#### [YOUR GOAL]
Go through the listing and pick out each line with the word "main" in it.

#### [PROVIDED MATERIAL]
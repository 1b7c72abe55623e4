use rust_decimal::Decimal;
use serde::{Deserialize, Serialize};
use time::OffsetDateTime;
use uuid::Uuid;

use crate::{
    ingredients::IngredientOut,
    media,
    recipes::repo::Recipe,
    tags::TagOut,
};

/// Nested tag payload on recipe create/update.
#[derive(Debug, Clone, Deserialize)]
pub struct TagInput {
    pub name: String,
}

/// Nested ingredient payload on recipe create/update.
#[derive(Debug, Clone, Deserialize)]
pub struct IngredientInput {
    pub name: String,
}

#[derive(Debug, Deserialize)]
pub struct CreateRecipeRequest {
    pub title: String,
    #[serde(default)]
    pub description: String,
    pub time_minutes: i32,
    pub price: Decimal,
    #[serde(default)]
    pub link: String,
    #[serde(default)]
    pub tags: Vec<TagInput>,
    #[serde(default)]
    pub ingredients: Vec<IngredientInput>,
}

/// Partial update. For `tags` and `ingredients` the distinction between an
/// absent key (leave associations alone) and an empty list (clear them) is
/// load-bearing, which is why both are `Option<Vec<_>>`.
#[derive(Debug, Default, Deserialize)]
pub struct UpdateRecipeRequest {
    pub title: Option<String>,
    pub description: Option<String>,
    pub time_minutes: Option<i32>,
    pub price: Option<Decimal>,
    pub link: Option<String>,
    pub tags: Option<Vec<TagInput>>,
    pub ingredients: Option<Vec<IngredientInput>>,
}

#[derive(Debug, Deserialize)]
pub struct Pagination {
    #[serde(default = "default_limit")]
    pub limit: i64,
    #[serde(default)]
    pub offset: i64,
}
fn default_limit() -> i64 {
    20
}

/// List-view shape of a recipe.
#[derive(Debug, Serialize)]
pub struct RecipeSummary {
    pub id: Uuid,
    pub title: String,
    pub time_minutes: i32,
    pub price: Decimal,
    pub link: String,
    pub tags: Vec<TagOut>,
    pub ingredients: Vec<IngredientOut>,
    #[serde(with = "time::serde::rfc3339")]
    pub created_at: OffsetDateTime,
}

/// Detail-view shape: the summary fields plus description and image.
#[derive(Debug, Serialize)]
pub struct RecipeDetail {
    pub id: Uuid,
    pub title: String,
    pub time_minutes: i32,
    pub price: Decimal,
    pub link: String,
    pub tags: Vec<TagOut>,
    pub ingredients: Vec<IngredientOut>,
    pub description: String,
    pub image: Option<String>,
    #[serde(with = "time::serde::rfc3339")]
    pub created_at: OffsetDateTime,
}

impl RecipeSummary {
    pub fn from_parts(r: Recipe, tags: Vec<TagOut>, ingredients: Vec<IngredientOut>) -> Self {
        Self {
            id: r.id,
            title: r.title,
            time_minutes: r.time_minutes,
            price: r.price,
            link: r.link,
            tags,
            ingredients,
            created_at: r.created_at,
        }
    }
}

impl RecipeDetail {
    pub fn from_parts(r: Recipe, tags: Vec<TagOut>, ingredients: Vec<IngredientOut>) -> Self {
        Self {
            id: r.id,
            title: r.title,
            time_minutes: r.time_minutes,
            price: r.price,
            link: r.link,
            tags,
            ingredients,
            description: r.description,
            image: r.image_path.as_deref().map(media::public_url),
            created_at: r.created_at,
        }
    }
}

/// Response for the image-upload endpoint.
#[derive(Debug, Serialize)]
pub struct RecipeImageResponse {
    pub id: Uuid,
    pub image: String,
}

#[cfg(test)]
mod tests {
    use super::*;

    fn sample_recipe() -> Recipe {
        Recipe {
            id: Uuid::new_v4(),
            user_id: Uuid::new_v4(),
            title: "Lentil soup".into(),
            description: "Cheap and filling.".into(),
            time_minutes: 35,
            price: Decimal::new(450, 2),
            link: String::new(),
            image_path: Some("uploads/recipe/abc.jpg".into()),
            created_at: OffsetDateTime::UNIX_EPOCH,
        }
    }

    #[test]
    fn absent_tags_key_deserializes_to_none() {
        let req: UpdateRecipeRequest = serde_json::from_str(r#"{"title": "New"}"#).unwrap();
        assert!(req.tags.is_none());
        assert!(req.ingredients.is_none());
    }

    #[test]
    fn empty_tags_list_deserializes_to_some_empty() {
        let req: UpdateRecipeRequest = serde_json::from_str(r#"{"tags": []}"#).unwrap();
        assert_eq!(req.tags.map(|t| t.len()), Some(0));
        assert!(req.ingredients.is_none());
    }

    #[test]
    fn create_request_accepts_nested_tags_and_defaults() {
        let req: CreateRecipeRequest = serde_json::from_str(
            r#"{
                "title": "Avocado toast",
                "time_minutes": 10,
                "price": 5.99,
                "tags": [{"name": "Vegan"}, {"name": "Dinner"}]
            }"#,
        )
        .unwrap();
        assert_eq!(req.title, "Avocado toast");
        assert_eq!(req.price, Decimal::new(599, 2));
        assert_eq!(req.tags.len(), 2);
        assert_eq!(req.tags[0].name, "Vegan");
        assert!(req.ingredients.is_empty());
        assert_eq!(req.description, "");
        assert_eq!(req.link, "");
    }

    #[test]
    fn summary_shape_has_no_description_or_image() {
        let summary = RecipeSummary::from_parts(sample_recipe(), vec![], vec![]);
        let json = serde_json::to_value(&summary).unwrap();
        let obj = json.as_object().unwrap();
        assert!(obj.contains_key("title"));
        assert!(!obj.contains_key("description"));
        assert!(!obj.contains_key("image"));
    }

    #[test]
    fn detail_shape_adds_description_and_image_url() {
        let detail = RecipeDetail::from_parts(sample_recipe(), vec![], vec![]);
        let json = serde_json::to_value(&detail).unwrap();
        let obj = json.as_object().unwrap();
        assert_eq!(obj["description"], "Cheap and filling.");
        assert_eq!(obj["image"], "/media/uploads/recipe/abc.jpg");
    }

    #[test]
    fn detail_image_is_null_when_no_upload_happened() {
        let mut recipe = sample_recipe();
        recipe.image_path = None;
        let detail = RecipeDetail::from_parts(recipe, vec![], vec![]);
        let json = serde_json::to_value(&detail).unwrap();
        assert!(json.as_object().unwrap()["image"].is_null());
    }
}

--

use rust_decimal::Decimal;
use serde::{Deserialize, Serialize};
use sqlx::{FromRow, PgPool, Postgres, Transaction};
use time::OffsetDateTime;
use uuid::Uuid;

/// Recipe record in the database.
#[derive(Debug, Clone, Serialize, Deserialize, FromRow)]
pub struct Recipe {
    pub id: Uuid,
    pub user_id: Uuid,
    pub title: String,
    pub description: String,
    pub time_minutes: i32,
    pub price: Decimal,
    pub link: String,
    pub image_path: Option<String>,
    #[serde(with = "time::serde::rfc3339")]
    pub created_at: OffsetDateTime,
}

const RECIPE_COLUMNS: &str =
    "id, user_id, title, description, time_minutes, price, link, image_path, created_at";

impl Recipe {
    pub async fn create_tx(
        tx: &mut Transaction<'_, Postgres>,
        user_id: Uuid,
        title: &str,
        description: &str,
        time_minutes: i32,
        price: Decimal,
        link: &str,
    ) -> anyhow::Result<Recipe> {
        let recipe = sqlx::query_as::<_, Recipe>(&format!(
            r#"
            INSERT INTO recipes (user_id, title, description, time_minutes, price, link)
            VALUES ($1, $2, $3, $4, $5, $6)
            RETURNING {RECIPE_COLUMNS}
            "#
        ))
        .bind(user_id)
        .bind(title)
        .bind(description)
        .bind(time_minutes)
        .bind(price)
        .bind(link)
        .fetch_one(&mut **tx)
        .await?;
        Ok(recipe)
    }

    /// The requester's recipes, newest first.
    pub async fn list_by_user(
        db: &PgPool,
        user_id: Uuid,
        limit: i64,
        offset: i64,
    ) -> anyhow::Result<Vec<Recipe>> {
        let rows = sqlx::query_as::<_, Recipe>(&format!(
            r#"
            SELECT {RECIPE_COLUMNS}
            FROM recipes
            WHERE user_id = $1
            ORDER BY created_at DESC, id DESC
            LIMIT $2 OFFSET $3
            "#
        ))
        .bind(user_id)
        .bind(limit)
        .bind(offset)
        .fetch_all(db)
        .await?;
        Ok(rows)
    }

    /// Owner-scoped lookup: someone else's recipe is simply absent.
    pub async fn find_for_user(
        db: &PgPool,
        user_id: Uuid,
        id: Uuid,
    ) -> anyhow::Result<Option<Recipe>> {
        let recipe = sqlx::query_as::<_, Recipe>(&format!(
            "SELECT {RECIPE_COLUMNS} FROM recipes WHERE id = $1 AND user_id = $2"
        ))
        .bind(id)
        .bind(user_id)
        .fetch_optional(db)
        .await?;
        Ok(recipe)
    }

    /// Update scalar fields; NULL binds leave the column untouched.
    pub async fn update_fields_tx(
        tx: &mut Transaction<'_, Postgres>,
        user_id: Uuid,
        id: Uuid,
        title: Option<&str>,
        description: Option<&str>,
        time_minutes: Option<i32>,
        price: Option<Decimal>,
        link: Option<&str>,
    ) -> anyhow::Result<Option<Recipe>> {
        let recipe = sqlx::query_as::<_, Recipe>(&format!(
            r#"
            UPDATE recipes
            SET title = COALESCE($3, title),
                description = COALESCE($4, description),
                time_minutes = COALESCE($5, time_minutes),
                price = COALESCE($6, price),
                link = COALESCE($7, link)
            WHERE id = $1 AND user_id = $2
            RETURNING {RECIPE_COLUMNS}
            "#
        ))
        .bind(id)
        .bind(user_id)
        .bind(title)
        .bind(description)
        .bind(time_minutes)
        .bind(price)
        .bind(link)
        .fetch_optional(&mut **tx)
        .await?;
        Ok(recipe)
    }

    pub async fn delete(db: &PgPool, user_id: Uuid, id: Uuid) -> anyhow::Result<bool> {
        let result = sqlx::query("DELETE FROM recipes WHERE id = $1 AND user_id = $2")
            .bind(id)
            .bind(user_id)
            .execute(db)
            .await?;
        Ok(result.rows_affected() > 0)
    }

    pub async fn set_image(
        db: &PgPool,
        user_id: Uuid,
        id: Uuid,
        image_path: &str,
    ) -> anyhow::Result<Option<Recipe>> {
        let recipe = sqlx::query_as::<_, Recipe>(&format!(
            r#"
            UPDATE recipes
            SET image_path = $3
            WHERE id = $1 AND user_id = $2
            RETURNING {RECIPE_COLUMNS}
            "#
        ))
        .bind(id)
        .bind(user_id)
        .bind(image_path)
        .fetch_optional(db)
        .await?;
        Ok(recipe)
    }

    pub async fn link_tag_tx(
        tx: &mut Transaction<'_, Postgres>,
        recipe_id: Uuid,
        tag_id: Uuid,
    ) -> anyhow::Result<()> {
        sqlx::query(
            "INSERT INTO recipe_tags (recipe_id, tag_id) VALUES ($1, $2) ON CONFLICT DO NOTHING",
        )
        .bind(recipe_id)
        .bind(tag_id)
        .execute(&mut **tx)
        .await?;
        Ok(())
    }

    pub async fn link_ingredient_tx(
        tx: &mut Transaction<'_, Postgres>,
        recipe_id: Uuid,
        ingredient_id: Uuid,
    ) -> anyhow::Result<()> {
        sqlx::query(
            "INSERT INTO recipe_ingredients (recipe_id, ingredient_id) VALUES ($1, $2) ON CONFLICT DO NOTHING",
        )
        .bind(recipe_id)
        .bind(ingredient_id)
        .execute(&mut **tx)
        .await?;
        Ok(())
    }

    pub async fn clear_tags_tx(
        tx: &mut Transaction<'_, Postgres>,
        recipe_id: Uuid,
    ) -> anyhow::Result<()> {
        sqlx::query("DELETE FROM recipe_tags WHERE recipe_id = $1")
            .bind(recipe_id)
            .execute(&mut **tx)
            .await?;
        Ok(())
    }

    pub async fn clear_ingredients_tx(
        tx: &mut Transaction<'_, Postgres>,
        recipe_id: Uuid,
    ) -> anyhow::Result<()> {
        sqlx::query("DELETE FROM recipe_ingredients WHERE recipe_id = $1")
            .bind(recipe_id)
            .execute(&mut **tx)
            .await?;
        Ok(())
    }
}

---

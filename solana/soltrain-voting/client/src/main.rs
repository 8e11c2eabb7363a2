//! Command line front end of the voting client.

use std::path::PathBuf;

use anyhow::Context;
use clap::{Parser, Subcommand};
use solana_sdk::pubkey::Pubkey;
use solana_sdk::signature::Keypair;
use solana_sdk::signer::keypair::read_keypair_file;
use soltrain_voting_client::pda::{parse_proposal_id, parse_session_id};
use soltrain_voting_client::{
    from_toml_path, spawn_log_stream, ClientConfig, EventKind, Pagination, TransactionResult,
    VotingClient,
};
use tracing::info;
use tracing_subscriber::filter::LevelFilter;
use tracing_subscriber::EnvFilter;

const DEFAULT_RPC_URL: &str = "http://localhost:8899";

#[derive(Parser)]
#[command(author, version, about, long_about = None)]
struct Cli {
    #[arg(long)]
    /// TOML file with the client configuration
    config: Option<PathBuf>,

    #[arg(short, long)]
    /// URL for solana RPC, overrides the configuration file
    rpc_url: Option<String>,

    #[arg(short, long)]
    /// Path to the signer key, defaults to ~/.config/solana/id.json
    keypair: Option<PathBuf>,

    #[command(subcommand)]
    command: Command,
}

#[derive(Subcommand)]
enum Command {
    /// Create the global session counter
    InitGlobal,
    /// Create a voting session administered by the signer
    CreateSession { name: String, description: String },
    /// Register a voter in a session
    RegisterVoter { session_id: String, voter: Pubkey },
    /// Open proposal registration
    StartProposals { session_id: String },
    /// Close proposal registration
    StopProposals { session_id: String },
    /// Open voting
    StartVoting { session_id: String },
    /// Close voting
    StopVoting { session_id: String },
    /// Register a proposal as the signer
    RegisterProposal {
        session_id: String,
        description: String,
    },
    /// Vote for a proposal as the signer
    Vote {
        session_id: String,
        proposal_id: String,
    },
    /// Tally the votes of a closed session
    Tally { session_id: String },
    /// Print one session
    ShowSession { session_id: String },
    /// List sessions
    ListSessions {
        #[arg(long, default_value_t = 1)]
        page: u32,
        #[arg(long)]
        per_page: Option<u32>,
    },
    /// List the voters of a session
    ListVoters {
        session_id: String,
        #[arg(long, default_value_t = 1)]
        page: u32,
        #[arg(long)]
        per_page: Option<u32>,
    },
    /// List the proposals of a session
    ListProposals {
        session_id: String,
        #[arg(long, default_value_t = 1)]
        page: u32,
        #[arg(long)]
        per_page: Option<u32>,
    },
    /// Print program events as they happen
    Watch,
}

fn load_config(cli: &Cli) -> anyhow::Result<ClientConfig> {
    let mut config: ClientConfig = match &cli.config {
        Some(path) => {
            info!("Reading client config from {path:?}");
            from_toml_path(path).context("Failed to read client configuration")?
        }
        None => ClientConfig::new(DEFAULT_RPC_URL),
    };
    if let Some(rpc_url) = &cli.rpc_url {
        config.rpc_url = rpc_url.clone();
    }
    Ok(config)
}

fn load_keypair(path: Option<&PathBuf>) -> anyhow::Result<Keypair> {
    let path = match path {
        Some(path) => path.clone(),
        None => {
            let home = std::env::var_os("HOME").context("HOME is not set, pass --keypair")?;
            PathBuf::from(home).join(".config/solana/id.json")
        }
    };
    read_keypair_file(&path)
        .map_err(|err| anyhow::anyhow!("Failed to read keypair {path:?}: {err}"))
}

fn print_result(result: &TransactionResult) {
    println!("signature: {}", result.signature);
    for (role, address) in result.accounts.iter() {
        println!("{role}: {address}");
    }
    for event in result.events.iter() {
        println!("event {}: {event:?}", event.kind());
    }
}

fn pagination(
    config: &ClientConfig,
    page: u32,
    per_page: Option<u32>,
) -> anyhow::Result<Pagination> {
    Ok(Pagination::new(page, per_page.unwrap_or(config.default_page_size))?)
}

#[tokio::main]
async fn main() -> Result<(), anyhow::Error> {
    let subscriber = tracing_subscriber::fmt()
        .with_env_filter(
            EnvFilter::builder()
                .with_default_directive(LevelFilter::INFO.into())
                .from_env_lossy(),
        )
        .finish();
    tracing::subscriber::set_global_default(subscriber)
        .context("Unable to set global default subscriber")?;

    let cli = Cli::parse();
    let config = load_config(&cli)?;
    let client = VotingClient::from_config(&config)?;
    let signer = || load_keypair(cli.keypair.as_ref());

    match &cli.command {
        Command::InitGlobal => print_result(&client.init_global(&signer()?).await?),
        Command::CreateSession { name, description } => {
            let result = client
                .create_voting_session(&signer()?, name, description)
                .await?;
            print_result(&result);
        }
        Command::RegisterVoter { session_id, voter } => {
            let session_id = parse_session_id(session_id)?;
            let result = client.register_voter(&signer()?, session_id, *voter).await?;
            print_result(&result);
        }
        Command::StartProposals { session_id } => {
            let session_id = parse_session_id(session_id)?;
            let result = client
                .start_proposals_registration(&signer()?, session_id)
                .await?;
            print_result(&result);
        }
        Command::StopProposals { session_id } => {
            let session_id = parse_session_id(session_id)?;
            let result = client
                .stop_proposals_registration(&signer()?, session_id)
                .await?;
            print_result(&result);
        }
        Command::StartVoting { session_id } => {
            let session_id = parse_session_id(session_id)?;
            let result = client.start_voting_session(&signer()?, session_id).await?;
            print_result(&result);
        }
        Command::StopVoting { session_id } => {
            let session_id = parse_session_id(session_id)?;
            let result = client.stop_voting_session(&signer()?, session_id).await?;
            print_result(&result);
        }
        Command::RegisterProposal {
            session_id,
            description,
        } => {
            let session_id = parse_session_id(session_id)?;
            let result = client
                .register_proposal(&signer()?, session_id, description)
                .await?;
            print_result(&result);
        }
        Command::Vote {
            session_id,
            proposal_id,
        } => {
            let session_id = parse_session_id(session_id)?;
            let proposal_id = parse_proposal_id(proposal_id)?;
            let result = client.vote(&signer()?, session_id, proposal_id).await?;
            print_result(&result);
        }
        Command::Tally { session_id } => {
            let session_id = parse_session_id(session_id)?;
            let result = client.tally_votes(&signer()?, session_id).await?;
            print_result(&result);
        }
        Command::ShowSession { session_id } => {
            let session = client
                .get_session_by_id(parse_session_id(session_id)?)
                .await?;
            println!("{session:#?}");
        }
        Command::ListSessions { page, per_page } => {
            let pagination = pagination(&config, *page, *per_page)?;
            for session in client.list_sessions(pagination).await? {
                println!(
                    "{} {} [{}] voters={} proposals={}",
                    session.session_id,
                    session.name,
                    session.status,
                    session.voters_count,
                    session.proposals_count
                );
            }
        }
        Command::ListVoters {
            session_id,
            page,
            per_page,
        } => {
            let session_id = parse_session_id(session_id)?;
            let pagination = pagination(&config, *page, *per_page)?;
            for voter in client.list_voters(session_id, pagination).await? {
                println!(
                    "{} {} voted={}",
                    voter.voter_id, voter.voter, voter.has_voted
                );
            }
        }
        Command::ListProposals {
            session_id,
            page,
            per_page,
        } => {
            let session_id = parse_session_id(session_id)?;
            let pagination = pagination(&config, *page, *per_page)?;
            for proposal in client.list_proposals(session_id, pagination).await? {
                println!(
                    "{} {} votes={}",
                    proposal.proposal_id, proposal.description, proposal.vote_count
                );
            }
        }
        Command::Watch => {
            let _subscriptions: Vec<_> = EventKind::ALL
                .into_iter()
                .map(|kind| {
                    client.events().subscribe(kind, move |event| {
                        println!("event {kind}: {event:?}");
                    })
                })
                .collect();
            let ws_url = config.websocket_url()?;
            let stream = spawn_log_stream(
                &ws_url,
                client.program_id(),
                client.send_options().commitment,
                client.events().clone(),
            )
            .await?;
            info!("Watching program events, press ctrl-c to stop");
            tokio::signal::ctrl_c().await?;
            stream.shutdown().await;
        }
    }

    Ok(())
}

#### [EXERCISE OUTPUT]
filename solana/soltrain-voting/client/src/main.rs
#[tokio::main]
async fn main() -> Result<(), anyhow::Error> {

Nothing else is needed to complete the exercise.